В конце концов шкаф закрыли, и тут капитан снова влетел на кухню, наверное уже в двадцатый раз. Лицо у него было такое, словно его долго мучили и терзали. Капитан слегка коснулся плеча жены и сказал тихо, но с горьким упреком в голосе:

– Меня просто удивляет, Гитта, что ты не проявляешь никакого интереса к письму, которое мы сегодня получили.

– Поверь, я была не в состоянии думать о чем-либо, кроме того огорчения, которое тебе причинили счета, Йегер… Я считаю, тебе стоит нынче вечером попробовать привезенную водку, чтобы решить, годится ли она на рождественский пунш, – коньяк для нас слишком дорог.

– Что ж, это дело, Гитта. Хорошо, только позаботься, чтобы поскорее подали ужин.

Вскоре на стол поставили тарелки с овсянкой и голубоватое молоко в холодных глиняных кружках. На белой скатерти они казались унылыми черными островами, и, глядя на них, не хотелось затягивать ужин.

Когда овсянка была съедена и детей услали спать, капитан уютно устроился у раздвижного стола, который все еще не был убран. Он курил трубку, перед ним стоял стакан грога – на пробу, а из кухни, где тем временем уже варили из этой водки пунш на рождество, доносилось шипение вафельницы.

– Главное – покрепче, мать. Главное – покрепче. А в остальном тебя выручит сахарная пудра.

Жена дала ему попробовать рождественского пунша прямо из деревянного ковша, и он удовлетворенно проговорил:

– Что ж, недурно, недурно. Этим не стыдно угостить фогта.

– Сейчас Марит принесет горячих вафель… Да, так мы хотели поговорить о письме губернаторши. Видишь ли, Йегер, мы не можем послать туда девочку, не приодев ее соответствующим образом. Ей нужно купить в городе черное шелковое платье для конфирмации, туфли и ботинки. Необходима также шляпа. Ну, и многое другое.

– Черное шелковое пла…

– Да, конечно, и, кроме того, еще несколько платьев, которые тоже придется заказать в Кристиании… Тут уж ничего не поделаешь.

Капитан Йегер нервно зашагал взад и вперед по комнате.

– Так, так, так, так. Пожалуй, если это связано с такими расходами, лучше всего будет просто сразу отказаться с благодарностью от приглашения.

– Так я и знала, Йегер. Съесть желток ты не прочь, но вот никак не можешь решиться разбить яйцо… По-моему, ты должен был бы потратить на это часть тех шестисот далеров, которые получил за меня в приданое. Я все уже обдумала и даже прикинула, сколько это будет стоить. На Ингер-Юханну нам придется выложить в этом году сто далеров. А если и Тинка поедет в Рюфюльке, то мы едва уложимся в двести.

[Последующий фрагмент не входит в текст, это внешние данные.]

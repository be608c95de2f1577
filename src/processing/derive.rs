//! Incremental derivation of columns a source file does not carry.
//!
//! Derivations run per row in a fixed order, each one reading only sourced or earlier-derived
//! values. Everything carried between rows lives in [`DerivationState`], so an import can stop
//! after any row and continue later from a persisted state with identical results.

use serde::{Deserialize, Serialize};

use crate::error::{HarvestError, HarvestResult};
use crate::types::{CanonicalColumn, CanonicalRow, CanonicalValues};

use super::resolve::ColumnPlan;

/// A derivable column and its rule.
#[derive(Debug, Clone, Copy, PartialEq, Eq)]
pub enum Derivation {
    /// Sample number from the stream position.
    RowIndex,
    /// Trapezoidal integral of current over test time.
    ChargeCapacity,
    /// `volts * amps`.
    Power,
}

impl Derivation {
    /// Evaluation order.
    pub const PRIORITY: [Derivation; 3] = [Self::RowIndex, Self::ChargeCapacity, Self::Power];

    pub fn target(self) -> CanonicalColumn {
        match self {
            Self::RowIndex => CanonicalColumn::SampleNumber,
            Self::ChargeCapacity => CanonicalColumn::ChargeCapacity,
            Self::Power => CanonicalColumn::Power,
        }
    }

    /// Columns that must be available in the same row.
    pub fn requires(self) -> &'static [CanonicalColumn] {
        match self {
            Self::RowIndex => &[],
            Self::ChargeCapacity => &[CanonicalColumn::TestTime, CanonicalColumn::Amps],
            Self::Power => &[CanonicalColumn::Volts, CanonicalColumn::Amps],
        }
    }
}

/// Scalars carried from one row to the next.
///
/// A fresh import starts from zeros. A resumed import starts from the state committed with the
/// last persisted row.
#[derive(Debug, Clone, Copy, Default, PartialEq, Serialize, Deserialize)]
pub struct DerivationState {
    pub prev_time: f64,
    pub prev_current: f64,
    /// Running integral of current over test time (A·s with canonical inputs).
    pub capacity: f64,
    /// Row index of the last row persisted before this session.
    pub start_row_index: u64,
}

impl DerivationState {
    pub fn fresh() -> Self {
        Self::default()
    }

    /// State after the last persisted row.
    pub fn resume(row_index: u64, test_time: f64, current: f64, capacity: f64) -> Self {
        Self {
            prev_time: test_time,
            prev_current: current,
            capacity,
            start_row_index: row_index,
        }
    }

    /// Row index of the sample at 1-based session `position`.
    pub fn row_index(&self, position: u64) -> u64 {
        self.start_row_index + position
    }

    /// Checkpoint describing the state after the sample at `position`.
    pub fn checkpoint_at(&self, position: u64) -> Self {
        Self {
            start_row_index: self.row_index(position),
            ..*self
        }
    }
}

/// One completed sample.
#[derive(Debug, Clone, PartialEq)]
pub struct DerivedRow {
    pub row_index: u64,
    /// Exactly the requested columns.
    pub values: CanonicalValues,
}

impl DerivedRow {
    /// Expand into long-layout rows, in column id order.
    pub fn into_canonical_rows(self, dataset_id: u64) -> impl Iterator<Item = CanonicalRow> {
        let row_index = self.row_index;
        self.values
            .into_iter()
            .map(move |(column, value)| CanonicalRow {
                dataset_id,
                row_index,
                column,
                value,
            })
    }
}

/// Applies a plan's derivations row by row.
#[derive(Debug, Clone)]
pub struct DerivationEngine {
    plan: ColumnPlan,
}

impl DerivationEngine {
    pub fn new(plan: ColumnPlan) -> Self {
        Self { plan }
    }

    pub fn plan(&self) -> &ColumnPlan {
        &self.plan
    }

    /// Complete the sample at 1-based session `position`.
    ///
    /// `values` are the sourced columns of the row, as produced by [`ColumnPlan::to_canonical`].
    pub fn derive_row(
        &self,
        position: u64,
        mut values: CanonicalValues,
        state: DerivationState,
    ) -> HarvestResult<(DerivedRow, DerivationState)> {
        let mut next = state;
        let row_index = state.row_index(position);

        for derivation in self.plan.derived() {
            let value = match derivation {
                Derivation::RowIndex => row_index as f64,
                Derivation::ChargeCapacity => {
                    let time = require(&values, CanonicalColumn::TestTime, row_index)?;
                    let current = require(&values, CanonicalColumn::Amps, row_index)?;
                    next.capacity += ((next.prev_current + current) / 2.0) * (time - next.prev_time);
                    next.prev_current = current;
                    next.prev_time = time;
                    next.capacity
                }
                Derivation::Power => {
                    match (
                        values.get(&CanonicalColumn::Volts).copied().flatten(),
                        values.get(&CanonicalColumn::Amps).copied().flatten(),
                    ) {
                        (Some(v), Some(i)) => v * i,
                        _ => {
                            values.insert(CanonicalColumn::Power, None);
                            continue;
                        }
                    }
                }
            };
            values.insert(derivation.target(), Some(value));
        }

        let emitted = self.plan.emitted();
        values.retain(|column, _| emitted.contains(column));
        Ok((DerivedRow { row_index, values }, next))
    }
}

fn require(values: &CanonicalValues, column: CanonicalColumn, row_index: u64) -> HarvestResult<f64> {
    values.get(&column).copied().flatten().ok_or_else(|| {
        HarvestError::data_generation(format!(
            "row {row_index}: {column} is empty, cannot integrate charge capacity"
        ))
    })
}

#[cfg(test)]
mod tests {
    use super::*;
    use crate::ingestion::{ColumnInfo, FileMetadata, FormatTag};
    use crate::ingestion::maccor_text::MaccorText;
    use crate::processing::resolve::{resolve, ColumnOverrides};
    use std::collections::{BTreeMap, BTreeSet};

    fn time_current_engine(required: &[CanonicalColumn]) -> DerivationEngine {
        let md = FileMetadata {
            format: FormatTag::MaccorCsv,
            start_date: None,
            properties: BTreeMap::new(),
            columns: ["Time", "Current"]
                .iter()
                .map(|n| ColumnInfo {
                    name: n.to_string(),
                    has_data: true,
                    is_numeric: true,
                })
                .collect(),
        };
        let mut overrides = ColumnOverrides::new();
        overrides.insert("Time".into(), Some(CanonicalColumn::TestTime));
        overrides.insert("Current".into(), Some(CanonicalColumn::Amps));
        let required: BTreeSet<_> = required.iter().copied().collect();
        DerivationEngine::new(resolve(&required, &overrides, &MaccorText::comma(), &md).unwrap())
    }

    fn sample(t: f64, i: f64) -> CanonicalValues {
        [
            (CanonicalColumn::TestTime, Some(t)),
            (CanonicalColumn::Amps, Some(i)),
        ]
        .into_iter()
        .collect()
    }

    fn derive_all(
        engine: &DerivationEngine,
        samples: &[(f64, f64)],
        mut state: DerivationState,
    ) -> (Vec<DerivedRow>, DerivationState) {
        let mut out = Vec::new();
        for (pos, (t, i)) in samples.iter().enumerate() {
            let (row, next) = engine.derive_row(pos as u64 + 1, sample(*t, *i), state).unwrap();
            out.push(row);
            state = next;
        }
        (out, state)
    }

    #[test]
    fn trapezoidal_capacity_over_three_samples() {
        let engine = time_current_engine(&[
            CanonicalColumn::SampleNumber,
            CanonicalColumn::TestTime,
            CanonicalColumn::Amps,
            CanonicalColumn::ChargeCapacity,
        ]);
        let (rows, _) = derive_all(&engine, &[(0.0, 0.0), (1.0, 2.0), (2.0, 4.0)], DerivationState::fresh());
        let caps: Vec<_> = rows
            .iter()
            .map(|r| r.values[&CanonicalColumn::ChargeCapacity].unwrap())
            .collect();
        assert_eq!(caps, vec![0.0, 1.0, 4.0]);
        let idx: Vec<_> = rows.iter().map(|r| r.row_index).collect();
        assert_eq!(idx, vec![1, 2, 3]);
        assert_eq!(rows[2].values[&CanonicalColumn::SampleNumber], Some(3.0));
    }

    #[test]
    fn resumed_derivation_is_bit_identical() {
        let engine = time_current_engine(&[
            CanonicalColumn::SampleNumber,
            CanonicalColumn::ChargeCapacity,
        ]);
        let samples: Vec<(f64, f64)> = (0..50)
            .map(|n| (n as f64 * 0.37, ((n * 7) % 11) as f64 * 0.013 - 0.05))
            .collect();
        let (full, _) = derive_all(&engine, &samples, DerivationState::fresh());

        for k in [1usize, 17, 49] {
            let (head, state) = derive_all(&engine, &samples[..k], DerivationState::fresh());
            let checkpoint = state.checkpoint_at(k as u64);
            let (tail, _) = derive_all(&engine, &samples[k..], checkpoint);
            let joined: Vec<_> = head.into_iter().chain(tail).collect();
            assert_eq!(joined, full, "split at {k}");
        }
    }

    #[test]
    fn unrequested_dependencies_are_not_emitted() {
        let engine = time_current_engine(&[CanonicalColumn::ChargeCapacity]);
        let (row, _) = engine
            .derive_row(1, sample(1.0, 1.0), DerivationState::fresh())
            .unwrap();
        assert_eq!(row.values.keys().copied().collect::<Vec<_>>(), vec![CanonicalColumn::ChargeCapacity]);
    }

    #[test]
    fn empty_current_fails_the_integration() {
        let engine = time_current_engine(&[CanonicalColumn::ChargeCapacity]);
        let mut values = sample(1.0, 0.0);
        values.insert(CanonicalColumn::Amps, None);
        let err = engine
            .derive_row(1, values, DerivationState::fresh())
            .unwrap_err();
        assert!(matches!(err, HarvestError::DataGeneration { .. }));
    }

    #[test]
    fn canonical_rows_follow_column_id_order() {
        let values: CanonicalValues = [
            (CanonicalColumn::ChargeCapacity, Some(1.0)),
            (CanonicalColumn::SampleNumber, Some(4.0)),
        ]
        .into_iter()
        .collect();
        let rows: Vec<_> = DerivedRow { row_index: 4, values }.into_canonical_rows(9).collect();
        assert_eq!(rows[0].column, CanonicalColumn::SampleNumber);
        assert_eq!(rows[1].column, CanonicalColumn::ChargeCapacity);
        assert!(rows.iter().all(|r| r.dataset_id == 9 && r.row_index == 4));
    }
}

– Как! Выложить больше двухсот далеров?! Ты что, совсем рехнулась? – Он вдруг забегал по комнате. – Уж лучше сразу бросить это письмо в печку.

– Ты же знаешь, Йегер, я одобряю любое твое решение.

Полуоткрыв рот, он остановился в нерешительности с письмом в руке.

– И, пожалуй, не стоит принимать в расчет того, что благодаря этой поездке у Ингер-Юханны могла бы появиться некоторая надежда на обеспечение в будущем… Ведь она ближайшая родственница губернатора, и вполне возможно, что им захотелось бы оставить завещание на ее имя… Нет, Йегер, поступай так, как считаешь нужным! Ты ведь все это понимаешь лучше меня. И если ты готов взять на себя ответственность… – И фру Йегер глубоко вздохнула.

Капитан в сердцах скомкал письмо и бросил на жену взгляд, исполненный гнева. Затем уставился в пол. Наконец он швырнул письмо на стол и воскликнул:

– Нет, ей все-таки надо ехать!.. Это военные расходы, мать… Военные расходы… А на уроках стратегии меня учили, что военные расходы надо стремиться возложить на врага. Пусть губернаторша потратится на ее приданое.

– Супруга губернатора ничего не должна тратить, Йегер, ни одного шиллинга, пока не решит, что хочет оставить девочку у себя. Не мы должны стараться избавиться от Ингер-Юханны, а супруга губернатора должна захотеть оставить девочку у себя. И просить нас об этом. Просить, понимаешь?.. И не раз, и не два…

Мороз все крепчал, но в нынешнем году на это обращали меньше внимания. Ведь две девочки должны были покинуть отчий дом…

Весь короткий день и долгий вечер жужжали прялки и стучал ткацкий станок, словно стараясь заглушить завывание огня в печке. Мать собственноручно ткала для девочек из тончайшей пряжи уто́к, в доме кроили, шили, вязали и даже вышивали на полотне, – «каждой нужно не меньше дюжины сорочек, полотенец и всего остального». А наверху, в кабинете, во время занятий с детьми капитан особенно налегал на французскую грамматику. Стоял лютый, сухой мороз. Со всех сторон навалившись на дом, он, казалось, стремится прорваться внутрь сквозь каждую щель. Этот мороз обжигал и сдирал кожу с рук, если кто-либо осмеливался прикоснуться без варежек к ручке входной двери или к шпингалету оконной рамы. Дети хныкали: во время прогулки у них от холода ломило пальцы. Питьевая вода в бочках промерзала до дна, а мясо становилось как камень, но ведь все это было привычным здесь, в горах. Печальный, монотонный вой голодных волков оглашал Гилье и днем и ночью.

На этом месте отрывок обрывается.